Map with seven subdistricts

| No. | Subdistricts | Thai | Villages | Pop. |
|---|---|---|---|---|
| 1. | Koh Wai | เกาะหวาย | 6 | 3,734 |
| 2. | Koh Pho | เกาะโพธิ์ | 7 | 2,828 |
| 3. | Pak Phli | ปากพลี | 7 | 3,482 |
| 4. | Khok Kruat | โคกกรวด | 7 | 3,084 |
| 5. | Tha Ruea | ท่าเรือ | 8 | 3,845 |
| 6. | Nong Saeng | หนองแสง | 9 | 3,219 |
| 7. | Na Hin Lat | นาหินลาด | 7 | 3,846 |
|  |  | Total | 51 | 24,038 |

===Local government===
As of December 2023 there is Koh Wai subdistrict municipality (thesaban tambon), which covers part of subdistrict Koh Wai. There are further seven subdistrict administrative organizations - SAO (ongkan borihan suan tambon - o bo tjo). Koh Wai SAO covers a part of subdistrict Koh Wai and the other six cover the whole subdistrict.

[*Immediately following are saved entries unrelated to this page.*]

impl Npdu {
    /// Plain application NPDU addressed to the local network.
    pub fn application(expecting_reply: bool, priority: NetworkPriority) -> Npdu {
        Npdu { priority, expecting_reply, ..Default::default() }
    }

    /// Network-message NPDU.
    pub fn network(message_type: u8) -> Npdu {
        Npdu {
            network_message: Some((message_type, None)),
            ..Default::default()
        }
    }

    pub fn is_network_message(&self) -> bool {
        self.network_message.is_some()
    }

    pub fn encoded_len(&self) -> usize {
        let mut len = 2;
        if let Some(dest) = &self.destination {
            len += 3 + dest.mac.len();
        }
        if let Some(src) = &self.source {
            len += 3 + src.mac.len();
        }
        if self.hop_count.is_some() {
            len += 1;
        }
        if let Some((_, vendor)) = &self.network_message {
            len += 1 + if vendor.is_some() { 2 } else { 0 };
        }
        len
    }

    fn control(&self) -> u8 {
        let mut control = self.priority as u8;
        if self.network_message.is_some() {
            control |= CONTROL_NETWORK_MESSAGE;
        }
        if self.destination.is_some() {
            control |= CONTROL_DESTINATION;
        }
        if self.source.is_some() {
            control |= CONTROL_SOURCE;
        }
        if self.expecting_reply {
            control |= CONTROL_EXPECTING_REPLY;
        }
        control
    }

    pub fn encode(&self, buf: &mut Vec<u8>) {
        buf.push(NPDU_VERSION);
        buf.push(self.control());
        if let Some(dest) = &self.destination {
            buf.extend_from_slice(&dest.network.to_be_bytes());
            buf.push(dest.mac.len() as u8);
            buf.extend_from_slice(dest.mac.as_bytes());
        }
        if let Some(src) = &self.source {
            buf.extend_from_slice(&src.network.to_be_bytes());
            buf.push(src.mac.len() as u8);
            buf.extend_from_slice(src.mac.as_bytes());
        }
        if let Some(hops) = self.hop_count {
            buf.push(hops);
        }
        if let Some((message_type, vendor)) = &self.network_message {
            buf.push(*message_type);
            if let Some(vendor) = vendor {
                buf.extend_from_slice(&vendor.to_be_bytes());
            }
        }
    }

    /// Header plus payload in one pre-sized buffer.
    pub fn encode_with(&self, payload: &[u8]) -> Vec<u8> {
        let mut buf = Vec::with_capacity(self.encoded_len() + payload.len());
        self.encode(&mut buf);
        buf.extend_from_slice(payload);
        buf
    }

    /// Decodes the header, returning it and the payload that follows.
    pub fn decode(buf: &[u8]) -> DecodeResult<(Npdu, &[u8])> {
        let mut r = BufferReader::new(buf);
        let version = r.read_u8()?;
        if version != NPDU_VERSION {
            return Err(DecodeError::UnknownPduType(version));
        }
        let control = r.read_u8()?;
        let mut npdu = Npdu {
            priority: NetworkPriority::from_bits(control),
            expecting_reply: control & CONTROL_EXPECTING_REPLY != 0,
            ..Default::default()
        };
        if control & CONTROL_DESTINATION != 0 {
            npdu.destination = Some(read_spec_address(&mut r)?);
        }
        if control & CONTROL_SOURCE != 0 {
            let source = read_spec_address(&mut r)?;
            // A source with a broadcast MAC or broadcast network is nonsense.
            if source.mac.is_broadcast() || source.is_global_broadcast() {
                return Err(DecodeError::OutOfRange);
            }
            npdu.source = Some(source);
        }
        if npdu.destination.is_some() {
            npdu.hop_count = Some(r.read_u8()?);
        }
        if control & CONTROL_NETWORK_MESSAGE != 0 {
            let message_type = r.read_u8()?;
            let vendor = if message_type >= 0x80 { Some(r.read_u16()?) } else { None };
            npdu.network_message = Some((message_type, vendor));
        }
        Ok((npdu, r.into_rest()))
    }
}

fn read_spec_address(r: &mut BufferReader<'_>) -> DecodeResult<Address> {
    let network = r.read_u16()?;
    let len = r.read_u8()? as usize;
    if len > 8 {
        return Err(DecodeError::OutOfRange);
    }
    let mac = MacAddr::new(r.read_bytes(len)?).unwrap();
    Ok(Address::new(network, mac))
}

/// Network-message type codes (Clause 6.2.4).
pub mod message_type {
    pub const WHO_IS_ROUTER_TO_NETWORK: u8 = 0x00;
    pub const I_AM_ROUTER_TO_NETWORK: u8 = 0x01;
    pub const I_COULD_BE_ROUTER_TO_NETWORK: u8 = 0x02;
    pub const REJECT_MESSAGE_TO_NETWORK: u8 = 0x03;
    pub const ROUTER_BUSY_TO_NETWORK: u8 = 0x04;
    pub const ROUTER_AVAILABLE_TO_NETWORK: u8 = 0x05;
    pub const INITIALIZE_ROUTING_TABLE: u8 = 0x06;
    pub const INITIALIZE_ROUTING_TABLE_ACK: u8 = 0x07;
    pub const ESTABLISH_CONNECTION_TO_NETWORK: u8 = 0x08;
    pub const DISCONNECT_CONNECTION_TO_NETWORK: u8 = 0x09;
    pub const WHAT_IS_NETWORK_NUMBER: u8 = 0x12;
    pub const NETWORK_NUMBER_IS: u8 = 0x13;
}

/// One port entry in an Initialize-Routing-Table exchange.
#[derive(Debug, Clone, PartialEq, Eq)]
pub struct RoutingTableEntry {
    pub network: u16,
    pub port_id: u8,
    pub port_info: Vec<u8>,
}

/// The Clause 6 network messages the stack speaks.
#[derive(Debug, Clone, PartialEq, Eq)]
pub enum NetworkMessage {
    /// Empty network asks about every network.
    WhoIsRouterToNetwork(Option<u16>),
    IAmRouterToNetwork(Vec<u16>),
    ICouldBeRouterToNetwork { network: u16, performance_index: u8 },
    RejectMessageToNetwork { reason: u8, network: u16 },
    RouterBusyToNetwork(Vec<u16>),
    RouterAvailableToNetwork(Vec<u16>),
    InitializeRoutingTable(Vec<RoutingTableEntry>),
    InitializeRoutingTableAck(Vec<RoutingTableEntry>),
    EstablishConnectionToNetwork { network: u16, termination_time: u8 },
    DisconnectConnectionToNetwork(u16),
    WhatIsNetworkNumber,
    NetworkNumberIs { network: u16, configured: bool },
    /// Proprietary or unknown-but-forwardable message, kept verbatim.
    Proprietary { message_type: u8, vendor_id: u16, body: Vec<u8> },
}

impl NetworkMessage {
    pub fn message_type(&self) -> u8 {
        use message_type::*;
        match self {
            NetworkMessage::WhoIsRouterToNetwork(_) => WHO_IS_ROUTER_TO_NETWORK,
            NetworkMessage::IAmRouterToNetwork(_) => I_AM_ROUTER_TO_NETWORK,
            NetworkMessage::ICouldBeRouterToNetwork { .. } => I_COULD_BE_ROUTER_TO_NETWORK,
            NetworkMessage::RejectMessageToNetwork { .. } => REJECT_MESSAGE_TO_NETWORK,
            NetworkMessage::RouterBusyToNetwork(_) => ROUTER_BUSY_TO_NETWORK,
            NetworkMessage::RouterAvailableToNetwork(_) => ROUTER_AVAILABLE_TO_NETWORK,
            NetworkMessage::InitializeRoutingTable(_) => INITIALIZE_ROUTING_TABLE,
            NetworkMessage::InitializeRoutingTableAck(_) => INITIALIZE_ROUTING_TABLE_ACK,
            NetworkMessage::EstablishConnectionToNetwork { .. } => {
                ESTABLISH_CONNECTION_TO_NETWORK
            }
            NetworkMessage::DisconnectConnectionToNetwork(_) => {
                DISCONNECT_CONNECTION_TO_NETWORK
            }
            NetworkMessage::WhatIsNetworkNumber => WHAT_IS_NETWORK_NUMBER,
            NetworkMessage::NetworkNumberIs { .. } => NETWORK_NUMBER_IS,
            NetworkMessage::Proprietary { message_type, .. } => *message_type,
        }
    }

    pub fn vendor_id(&self) -> Option<u16> {
        match self {
            NetworkMessage::Proprietary { vendor_id, .. } => Some(*vendor_id),
            _ => None,
        }
    }

    /// Message body only; the type octet lives in the NPDU header.
    pub fn encode_body(&self, buf: &mut Vec<u8>) {
        match self {
            NetworkMessage::WhoIsRouterToNetwork(network) => {
                if let Some(network) = network {
                    buf.extend_from_slice(&network.to_be_bytes());
                }
            }
            NetworkMessage::IAmRouterToNetwork(nets)
            | NetworkMessage::RouterBusyToNetwork(nets)
            | NetworkMessage::RouterAvailableToNetwork(nets) => {
                for net in nets {
                    buf.extend_from_slice(&net.to_be_bytes());
                }
            }
            NetworkMessage::ICouldBeRouterToNetwork { network, performance_index } => {
                buf.extend_from_slice(&network.to_be_bytes());
                buf.push(*performance_index);
            }
            NetworkMessage::RejectMessageToNetwork { reason, network } => {
                buf.push(*reason);
                buf.extend_from_slice(&network.to_be_bytes());
            }
            NetworkMessage::InitializeRoutingTable(entries)
            | NetworkMessage::InitializeRoutingTableAck(entries) => {
                buf.push(entries.len() as u8);
                for e in entries {
                    buf.extend_from_slice(&e.network.to_be_bytes());
                    buf.push(e.port_id);
                    buf.push(e.port_info.len() as u8);
                    buf.extend_from_slice(&e.port_info);
                }
            }
            NetworkMessage::EstablishConnectionToNetwork { network, termination_time } => {
                buf.extend_from_slice(&network.to_be_bytes());
                buf.push(*termination_time);
            }
            NetworkMessage::DisconnectConnectionToNetwork(network) => {
                buf.extend_from_slice(&network.to_be_bytes());
            }
            NetworkMessage::WhatIsNetworkNumber => {}
            NetworkMessage::NetworkNumberIs { network, configured } => {
                buf.extend_from_slice(&network.to_be_bytes());
                buf.push(*configured as u8);
            }
            NetworkMessage::Proprietary { body, .. } => buf.extend_from_slice(body),
        }
    }

    pub fn decode_body(
        message_type: u8,
        vendor_id: Option<u16>,
        body: &[u8],
    ) -> DecodeResult<NetworkMessage> {
        use message_type::*;
        let mut r = BufferReader::new(body);
        let msg = match message_type {
            WHO_IS_ROUTER_TO_NETWORK => {
                let network = if r.is_empty() { None } else { Some(r.read_u16()?) };
                NetworkMessage::WhoIsRouterToNetwork(network)
            }
            I_AM_ROUTER_TO_NETWORK => {
                NetworkMessage::IAmRouterToNetwork(read_network_list(&mut r)?)
            }
            I_COULD_BE_ROUTER_TO_NETWORK => NetworkMessage::ICouldBeRouterToNetwork {
                network: r.read_u16()?,
                performance_index: r.read_u8()?,
            },
            REJECT_MESSAGE_TO_NETWORK => NetworkMessage::RejectMessageToNetwork {
                reason: r.read_u8()?,
                network: r.read_u16()?,
            },
            ROUTER_BUSY_TO_NETWORK => {
                NetworkMessage::RouterBusyToNetwork(read_network_list(&mut r)?)
            }
            ROUTER_AVAILABLE_TO_NETWORK => {
                NetworkMessage::RouterAvailableToNetwork(read_network_list(&mut r)?)
            }
            INITIALIZE_ROUTING_TABLE => {
                NetworkMessage::InitializeRoutingTable(read_routing_entries(&mut r)?)
            }
            INITIALIZE_ROUTING_TABLE_ACK => {
                NetworkMessage::InitializeRoutingTableAck(read_routing_entries(&mut r)?)
            }
            ESTABLISH_CONNECTION_TO_NETWORK => NetworkMessage::EstablishConnectionToNetwork {
                network: r.read_u16()?,
                termination_time: r.read_u8()?,
            },
            DISCONNECT_CONNECTION_TO_NETWORK => {
                NetworkMessage::DisconnectConnectionToNetwork(r.read_u16()?)
            }
            WHAT_IS_NETWORK_NUMBER => NetworkMessage::WhatIsNetworkNumber,
            NETWORK_NUMBER_IS => NetworkMessage::NetworkNumberIs {
                network: r.read_u16()?,
                configured: r.read_u8()? == 1,
            },
            other if other >= 0x80 => {
                return Ok(NetworkMessage::Proprietary {
                    message_type: other,
                    vendor_id: vendor_id.ok_or(DecodeError::Truncated)?,
                    body: body.to_vec(),
                });
            }
            other => return Err(DecodeError::UnknownPduType(other)),
        };
        if !matches!(msg, NetworkMessage::Proprietary { .. }) && !r.is_empty() {
            return Err(DecodeError::OutOfRange);
        }
        Ok(msg)
    }

    /// Header-and-body pair for this message, local-destination form.
    pub fn to_npdu(&self) -> (Npdu, Vec<u8>) {
        let mut npdu = Npdu::network(self.message_type());
        if let Some(vendor) = self.vendor_id() {
            npdu.network_message = Some((self.message_type(), Some(vendor)));
        }
        let mut body = Vec::new();
        self.encode_body(&mut body);
        (npdu, body)
    }
}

| Subdistrict municipality | Pop. | website |
|---|---|---|
| Koh Wai | 1,720 | kohwaicity.go.th |

| Subdistrict adm.org.-SAO | Pop. | website |
|---|---|---|
| Na Hin Lat | 3,846 | nahinlat.go.th |
| Tha Ruea | 3,845 | tharue.go.th |
| Pak Phli | 3,482 | pakplee.go.th |
| Nong Saeng | 3,219 | nong-saeng.go.th |
| Khok Kruat | 3,084 | kokkruat.go.th |
| Koh Pho | 2,828 | kopho.go.th |
| Koh Wai | 2,014 | kowai.go.th |

==Healthcare==
===Government hospitals===
There is Pak Phli community hospital with 10 beds.
===Health-promoting hospitals===
There are total 9 health-promoting hospitals in the district, of which; one in Pak Phli, Khok Kruat, Tha Ruea, Na Hin Lat and Koh Wai and two in Koh Pho and Nong Saeng.

==Religion==
There are thirty-nine Theravada Buddhist temples in the district.

Three in Pak Phli, four in Koh Pho and Na Hin Lat, five in Khok Kruat, six in Koh Wai and Tha Ruea and eleven in Nong Saeng.